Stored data
+++

//! Writing generated files to disk.
//!
//! ## `atomic_write` protocol
//!
//! 1. Normalise line endings and SHA-256 hash the content.
//! 2. Compare with the file on disk → `Unchanged` if identical.
//! 3. Warn if the on-disk file no longer matches the recorded hash.
//! 4. Write to `<path>.pilot.tmp`, then rename to the final path.
//! 5. Record the new hash (the caller saves the store).
//!
//! Files planned as skip-if-exists are never touched once they exist.
//! Executable files get mode `0755` on Unix.

use std::io::ErrorKind;
use std::path::{Component, Path, PathBuf};

use chrono::Utc;

use crate::error::{io_err, CodegenError};
use crate::generate::GeneratedFile;
use crate::hash_store::{self, digest, HashStore};

// ---------------------------------------------------------------------------
// Write result
// ---------------------------------------------------------------------------

/// Outcome of an individual file write.
#[derive(Debug, Clone, PartialEq, Eq)]
pub enum WriteResult {
    /// File was written (content changed or did not previously exist).
    Written { path: PathBuf },
    /// On-disk content already matches.
    Unchanged { path: PathBuf },
    /// Skip-if-exists file that already exists; left alone.
    Skipped { path: PathBuf },
    /// `--dry-run` mode: the file *would* have been written.
    WouldWrite { path: PathBuf },
}

impl WriteResult {
    pub fn path(&self) -> &Path {
        match self {
            WriteResult::Written { path }
            | WriteResult::Unchanged { path }
            | WriteResult::Skipped { path }
            | WriteResult::WouldWrite { path } => path,
        }
    }
}

// ---------------------------------------------------------------------------
// write_files
// ---------------------------------------------------------------------------

/// Write `files` under `root`, mapping each output path to its location
/// relative to `module_root`.
///
/// The hash store under `root` is updated once all files are processed;
/// dry runs leave the filesystem untouched.
pub fn write_files(
    files: &[GeneratedFile],
    root: &Path,
    module_root: &str,
    dry_run: bool,
) -> Result<Vec<WriteResult>, CodegenError> {
    let started_at = Utc::now();
    let mut store = hash_store::load_at(root)?;
    let mut results = Vec::with_capacity(files.len());

    let locations = files
        .iter()
        .map(|file| {
            let rel = file.relative_path(module_root);
            output_location(root, rel).map(|path| (rel, path))
        })
        .collect::<Result<Vec<_>, _>>()?;

    for (file, (rel, path)) in files.iter().zip(locations) {
        if file.skip_if_exists && path.exists() {
            tracing::info!("skipped (exists): {}", path.display());
            results.push(WriteResult::Skipped { path });
            continue;
        }
        let mode = WriteMode {
            executable: file.executable,
            dry_run,
        };
        results.push(atomic_write(&path, rel, &file.content, &mut store.files, mode)?);
    }

    if !dry_run {
        store.generated_at = started_at;
        hash_store::save_at(root, &store)?;
    }
    Ok(results)
}

/// `root/rel`, provided `rel` is a plain relative path (no root, prefix,
/// `.` or `..` components).
pub(crate) fn output_location(root: &Path, rel: &str) -> Result<PathBuf, CodegenError> {
    let rel_path = Path::new(rel);
    let plain = !rel.is_empty()
        && rel_path
            .components()
            .all(|c| matches!(c, Component::Normal(_)));
    if !plain {
        return Err(CodegenError::UnsafePath {
            path: rel.to_string(),
        });
    }
    Ok(root.join(rel_path))
}

// ---------------------------------------------------------------------------
// atomic_write
// ---------------------------------------------------------------------------

#[derive(Debug, Clone, Copy, Default)]
pub(crate) struct WriteMode {
    pub executable: bool,
    pub dry_run: bool,
}

/// Atomically write one file, keyed as `key` in `hashes`.
pub(crate) fn atomic_write(
    path: &Path,
    key: &str,
    content: &str,
    hashes: &mut HashStore,
    mode: WriteMode,
) -> Result<WriteResult, CodegenError> {
    let normalized = normalize_line_endings(content);
    let content = normalized.as_str();
    let new_hash = digest(content);

    let on_disk = read_existing(path)?.map(|existing| digest(&existing));
    if on_disk.as_deref() == Some(new_hash.as_str()) {
        tracing::debug!("unchanged: {}", path.display());
        if mode.executable && !mode.dry_run {
            set_executable(path)?;
        }
        hashes.insert(key.to_string(), new_hash);
        return Ok(WriteResult::Unchanged { path: path.to_path_buf() });
    }

    if let (Some(current), Some(recorded)) = (&on_disk, hashes.get(key)) {
        if current != recorded {
            tracing::warn!(
                "{} was modified since it was last generated; local changes will be overwritten",
                path.display()
            );
        }
    }

    if mode.dry_run {
        tracing::info!("[dry-run] would write: {}", path.display());
        return Ok(WriteResult::WouldWrite { path: path.to_path_buf() });
    }

    if let Some(parent) = path.parent() {
        std::fs::create_dir_all(parent).map_err(|e| io_err(parent, e))?;
    }
    let tmp = PathBuf::from(format!("{}.pilot.tmp", path.display()));
    std::fs::write(&tmp, content).map_err(|e| io_err(&tmp, e))?;
    if mode.executable {
        if let Err(e) = set_executable(&tmp) {
            let _ = std::fs::remove_file(&tmp);
            return Err(e);
        }
    }
    if let Err(e) = std::fs::rename(&tmp, path) {
        let _ = std::fs::remove_file(&tmp);
        return Err(io_err(path, e));
    }

    hashes.insert(key.to_string(), new_hash);
    tracing::info!("wrote: {}", path.display());
    Ok(WriteResult::Written { path: path.to_path_buf() })
}

/// Current content of `path`, line endings normalised; `None` if absent.
pub(crate) fn read_existing(path: &Path) -> Result<Option<String>, CodegenError> {
    match std::fs::read(path) {
        Ok(bytes) => Ok(Some(normalize_line_endings(&String::from_utf8_lossy(&bytes)))),
        Err(err) if err.kind() == ErrorKind::NotFound => Ok(None),
        Err(err) => Err(io_err(path, err)),
    }
}

pub(crate) fn normalize_line_endings(content: &str) -> String {
    content.replace("\r\n", "\n")
}

#[cfg(unix)]
fn set_executable(path: &Path) -> Result<(), CodegenError> {
    use std::os::unix::fs::PermissionsExt;
    std::fs::set_permissions(path, std::fs::Permissions::from_mode(0o755))
        .map_err(|e| io_err(path, e))
}

#[cfg(not(unix))]
fn set_executable(_path: &Path) -> Result<(), CodegenError> {
    Ok(())
}

// ---------------------------------------------------------------------------
// Tests
// ---------------------------------------------------------------------------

+++

__WHAT TO WORK ON__. Word for word, write out every record.

__RESPONSE FOR THIS EXERCISE__.
//! Writing generated files to disk.
//!
//! ## `atomic_write` protocol
//!
//! 1. Normalise line endings and SHA-256 hash the content.
//! 2. Compare with the file on disk → `Unchanged` if identical.
//! 3. Warn if the on-disk file no longer matches the recorded hash.
//! 4. Write to `<path>.pilot.tmp`, then rename to the final path.
//! 5. Record the new hash (the caller saves the store).
//!
//! Files planned as skip-if-exists are never touched once they exist.
//! Executable files get mode `0755` on Unix.

use std::io::ErrorKind;
use std::path::{Component, Path, PathBuf};

use chrono::Utc;

use crate::error::{io_err, CodegenError};
use crate::generate::GeneratedFile;
use crate::hash_store::{self, digest, HashStore};

// ---------------------------------------------------------------------------
// Write result
// ---------------------------------------------------------------------------

/// Outcome of an individual file write.
#[derive(Debug, Clone, PartialEq, Eq)]
pub enum WriteResult {
    /// File was written (content changed or did not previously exist).
    Written { path: PathBuf },
    /// On-disk content already matches.
    Unchanged { path: PathBuf },
    /// Skip-if-exists file that already exists; left alone.
    Skipped { path: PathBuf },
    /// `--dry-run` mode: the file *would* have been written.
    WouldWrite { path: PathBuf },
}

impl WriteResult {
    pub fn path(&self) -> &Path {
        match self {
            WriteResult::Written { path }
            | WriteResult::Unchanged { path }
            | WriteResult::Skipped { path }
            | WriteResult::WouldWrite { path } => path,
        }
    }
}

// ---------------------------------------------------------------------------
// write_files
// ---------------------------------------------------------------------------

/// Write `files` under `root`, mapping each output path to its location
/// relative to `module_root`.
///
/// The hash store under `root` is updated once all files are processed;
/// dry runs leave the filesystem untouched.
pub fn write_files(
    files: &[GeneratedFile],
    root: &Path,
    module_root: &str,
    dry_run: bool,
) -> Result<Vec<WriteResult>, CodegenError> {
    let started_at = Utc::now();
    let mut store = hash_store::load_at(root)?;
    let mut results = Vec::with_capacity(files.len());

    let locations = files
        .iter()
        .map(|file| {
            let rel = file.relative_path(module_root);
            output_location(root, rel).map(|path| (rel, path))
        })
        .collect::<Result<Vec<_>, _>>()?;

    for (file, (rel, path)) in files.iter().zip(locations) {
        if file.skip_if_exists && path.exists() {
            tracing::info!("skipped (exists): {}", path.display());
            results.push(WriteResult::Skipped { path });
            continue;
        }
        let mode = WriteMode {
            executable: file.executable,
            dry_run,
        };
        results.push(atomic_write(&path, rel, &file.content, &mut store.files, mode)?);
    }

    if !dry_run {
        store.generated_at = started_at;
        hash_store::save_at(root, &store)?;
    }
    Ok(results)
}

/// `root/rel`, provided `rel` is a plain relative path (no root, prefix,
/// `.` or `..` components).
pub(crate) fn output_location(root: &Path, rel: &str) -> Result<PathBuf, CodegenError> {
    let rel_path = Path::new(rel);
    let plain = !rel.is_empty()
        && rel_path
            .components()
            .all(|c| matches!(c, Component::Normal(_)));
    if !plain {
        return Err(CodegenError::UnsafePath {
            path: rel.to_string(),
        });
    }
    Ok(root.join(rel_path))
}

// ---------------------------------------------------------------------------
// atomic_write
// ---------------------------------------------------------------------------

#[derive(Debug, Clone, Copy, Default)]
pub(crate) struct WriteMode {
    pub executable: bool,
    pub dry_run: bool,
}

/// Atomically write one file, keyed as `key` in `hashes`.
pub(crate) fn atomic_write(
    path: &Path,
    key: &str,
    content: &str,
    hashes: &mut HashStore,
    mode: WriteMode,
) -> Result<WriteResult, CodegenError> {
    let normalized = normalize_line_endings(content);
    let content = normalized.as_str();
    let new_hash = digest(content);

    let on_disk = read_existing(path)?.map(|existing| digest(&existing));
    if on_disk.as_deref() == Some(new_hash.as_str()) {
        tracing::debug!("unchanged: {}", path.display());
        if mode.executable && !mode.dry_run {
            set_executable(path)?;
        }
        hashes.insert(key.to_string(), new_hash);
        return Ok(WriteResult::Unchanged { path: path.to_path_buf() });
    }

    if let (Some(current), Some(recorded)) = (&on_disk, hashes.get(key)) {
        if current != recorded {
            tracing::warn!(
                "{} was modified since it was last generated; local changes will be overwritten",
                path.display()
            );
        }
    }

    if mode.dry_run {
        tracing::info!("[dry-run] would write: {}", path.display());
        return Ok(WriteResult::WouldWrite { path: path.to_path_buf() });
    }

    if let Some(parent) = path.parent() {
        std::fs::create_dir_all(parent).map_err(|e| io_err(parent, e))?;
    }
    let tmp = PathBuf::from(format!("{}.pilot.tmp", path.display()));
    std::fs::write(&tmp, content).map_err(|e| io_err(&tmp, e))?;
    if mode.executable {
        if let Err(e) = set_executable(&tmp) {
            let _ = std::fs::remove_file(&tmp);
            return Err(e);
        }
    }
    if let Err(e) = std::fs::rename(&tmp, path) {
        let _ = std::fs::remove_file(&tmp);
        return Err(io_err(path, e));
    }

    hashes.insert(key.to_string(), new_hash);
    tracing::info!("wrote: {}", path.display());
    Ok(WriteResult::Written { path: path.to_path_buf() })
}

/// Current content of `path`, line endings normalised; `None` if absent.
pub(crate) fn read_existing(path: &Path) -> Result<Option<String>, CodegenError> {
    match std::fs::read(path) {
        Ok(bytes) => Ok(Some(normalize_line_endings(&String::from_utf8_lossy(&bytes)))),
        Err(err) if err.kind() == ErrorKind::NotFound => Ok(None),
        Err(err) => Err(io_err(path, err)),
    }
}

pub(crate) fn normalize_line_endings(content: &str) -> String {
    content.replace("\r\n", "\n")
}

#[cfg(unix)]
fn set_executable(path: &Path) -> Result<(), CodegenError> {
    use std::os::unix::fs::PermissionsExt;
    std::fs::set_permissions(path, std::fs::Permissions::from_mode(0o755))
        .map_err(|e| io_err(path, e))
}

#[cfg(not(unix))]
fn set_executable(_path: &Path) -> Result<(), CodegenError> {
    Ok(())
}

// ---------------------------------------------------------------------------
// Tests
// ---------------------------------------------------------------------------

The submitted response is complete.